丸亀製麺の30分飲み放題
丸亀製麺の30分飲み放題が最強のコスパであると一部で話題になっています。
うどんやおつまみに加え、生ビールなどが30分で飲み放題。これでおおよそ1000円だそうです。仕事帰りに気軽にちょっと一杯。確かに惹かれます。
飲酒スピードは血中アルコール濃度に密に関係
惹かれる一方で、医学的視点からすると少々心配になります。
以前触れたように、血中アルコール濃度を規定する因子は主に4つです。
① 体重
② 性別
③ 飲酒量
④ 飲酒スピード(時間)
飲酒スピードが血中アルコール濃度に深く関係しています。
速く飲めば血中アルコール濃度が上昇しやすくなります。
30分という制限時間の中で「優雅に一杯」という意識の人は恐らく少ないでしょう。
せっかく飲み放題なら飲めるだけ飲もう!という気持ちになってしまう人も多いことでしょう。自分もそうです(苦笑)。
30分でどのくらいの量を飲むとどのくらいの血中アルコール濃度になると推定できるのでしょうか?。
日本人成人男性の場合
成人日本人男性の平均体重はおおよそ70kg。70kg男性の飲酒量と飲酒時間、血中アルコール濃度の表はこちら。

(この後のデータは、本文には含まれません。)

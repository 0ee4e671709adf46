//! Text output formatting for journal results.

use owo_colors::OwoColorize;

use daylog_core::highlight::{highlight, HighlightMark};
use daylog_core::store::{Entry, SearchResults};
use daylog_core::{Draft, EntryView};

/// ANSI marks wrapped around highlighted terms.
const HIGHLIGHT: HighlightMark<'static> = HighlightMark {
    open: "\u{1b}[1;33m",
    close: "\u{1b}[0m",
};

pub fn print_draft(draft: &Draft, quiet: bool) -> anyhow::Result<()> {
    if !quiet {
        println!("{}", draft.id.label()?.bold());
        if !draft.existing {
            println!("(no entry yet - write one with `daylog edit`)");
        }
        println!();
    }
    if !draft.content.is_empty() {
        println!("{}", draft.content);
    }
    Ok(())
}

pub fn print_view(view: &EntryView, term: Option<&str>, quiet: bool) -> anyhow::Result<()> {
    if !quiet {
        println!("{}", view.id.label()?.bold());
        println!();
    }

    match term {
        Some(term) => println!("{}", highlight(&view.content, term, HIGHLIGHT)),
        None => println!("{}", view.content),
    }

    if !quiet {
        println!();
        if let Some(ref previous) = view.previous {
            println!("Previous: {} ({})", previous.label()?, previous);
        }
        if let Some(ref next) = view.next {
            println!("Next:     {} ({})", next.label()?, next);
        }
    }
    Ok(())
}

pub fn print_entry_list(entries: &[Entry], quiet: bool) -> anyhow::Result<()> {
    if entries.is_empty() {
        if !quiet {
            println!("No entries found.");
        }
        return Ok(());
    }

    for entry in entries {
        if !quiet {
            println!("{} ({})", entry.id.label()?.bold(), entry.id);
        }
        println!("{}", entry.content);
        println!();
    }
    Ok(())
}

pub fn print_search(results: &SearchResults, term: &str, quiet: bool) -> anyhow::Result<()> {
    if !quiet {
        println!("Results for {}", term.bold());
        println!();
    }

    for m in &results.matches {
        let date = match &m.id {
            Some(id) => id.label()?,
            None => String::new(),
        };
        println!("{:<18} {}  #{}", date, m.line, m.offset);
    }

    if !results.matches.is_empty() && !quiet {
        println!();
    }
    println!(
        "{} {}",
        results.total,
        if results.total == 1 { "match" } else { "matches" }
    );
    Ok(())
}
use crate::app::AppContext;
use crate::cli::TodayArgs;
use crate::output::{draft_json, print_draft};

pub fn handle_today(ctx: &AppContext, args: &TodayArgs) -> anyhow::Result<()> {
    let store = ctx.open_store()?;
    let draft = store.read_or_create(&ctx.today())?;

    if args.json {
        println!("{}", serde_json::to_string_pretty(&draft_json(&draft))?);
    } else {
        print_draft(&draft, ctx.quiet())?;
    }
    Ok(())
}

https://casaa.unm.edu/BACTable/index.html
横軸(黄色)が飲酒時間(単位:時間)です。
縦軸(水色)が飲酒量(単位:ドリンク)です。
白地に並ぶ数字が血中アルコール濃度(単位:mg/dl)です。
この表で言う1Drinkはエタノール(純アルコール)換算で12gだそうです。具体的には概ね以下の感じです。
生ビールの場合、
1 Drink=300ml
2 Drinks=600ml
3 Drinks=900ml
4 Drinks=1200ml
5 Drinks=1500ml
となります。
30分以内に飲みますから、表の縦の列(飲酒時間)で見るべきところは黄色の0の列です。
生ビールのジョッキを約400mlと仮定すると、
生ビール1杯(400ml)で血中アルコール濃度 約30mg/dl
生ビール2杯(800ml)で血中アルコール濃度 約60mg/dl
生ビール3杯(1200ml)で血中アルコール濃度 73mg/dl
生ビール4杯(1600ml)で血中アルコール濃度 約130mg/dl
血中アルコール濃度と酔い方の関係です。
生ビール2杯(800ml)で、判断力低下、危険を冒すレベルになります。
飲み慣れていない人が、30分以内に速いペースで飲酒すると4杯の時点で嘔吐するレベルの血中濃度(120mg/dl)に達する可能性があります。
ハイボールや、酎ハイにすると通常アルコール度数は5%より高くなりますので同じペースで飲むともっと血中アルコール濃度は高くなります。
逆に30分で4杯も5杯も飲めてしまう人は、アルコールの耐性ができてきていると言う可能性も疑われます。薬物依存の兆しかもしれません。
【参考】
https://www.e-healthnet.mhlw.go.jp/information/dictionary/alcohol/ya-041.html
耐性:依存性薬物が効かなくなり、同じ効果を得るのに量を増やさないといけなくなること。
日本人成人女性の場合
成人日本人女性の平均体重はおおよそ50-55kg。50kg女性の飲酒量と飲酒時間、血中アルコール濃度の表はこちら。
男性同様に表の黄色の0の列を見てみると、
生ビール1杯(400ml)で血中アルコール濃度 約50mg/dl
生ビール2杯(800ml)で血中アルコール濃度 約110mg/dl
生ビール3杯(1200ml)で血中アルコール濃度 164mg/dl
30分で生ビール2杯(800ml)飲むと、嘔吐するレベル(120mg/dl)に近い血中濃度に達する可能性があります。そうでなくとも記憶や運動制御が失われ、危険な状態になります。
3杯飲むと嘔吐リスクが高くなります。
30分飲み放題の楽しみ方
生ビールをジョッキ1杯(約400ml)を30分以内に飲むと、血中アルコール濃度は 約40mg/dlに近いくらいのレベルに達します。このレベルですとアルコールのリラックス効果は得られますし、ご自身の判断力や自己コントロール力も保たれています。純アルコール換算でも20g弱くらいですから、身体的、健康的にも許容できる量です。30分で生ビールをジョッキ1杯(約400ml)に止めておくと、皆ハッピーなアルコールライフとなります。
2杯目、3杯目と慌てて飲むとアルコールの負の面が出やすくなります。
「飲み放題!」と言う表現に惑わされず、生ビール1杯で30分を楽しむ方策を推奨したいです。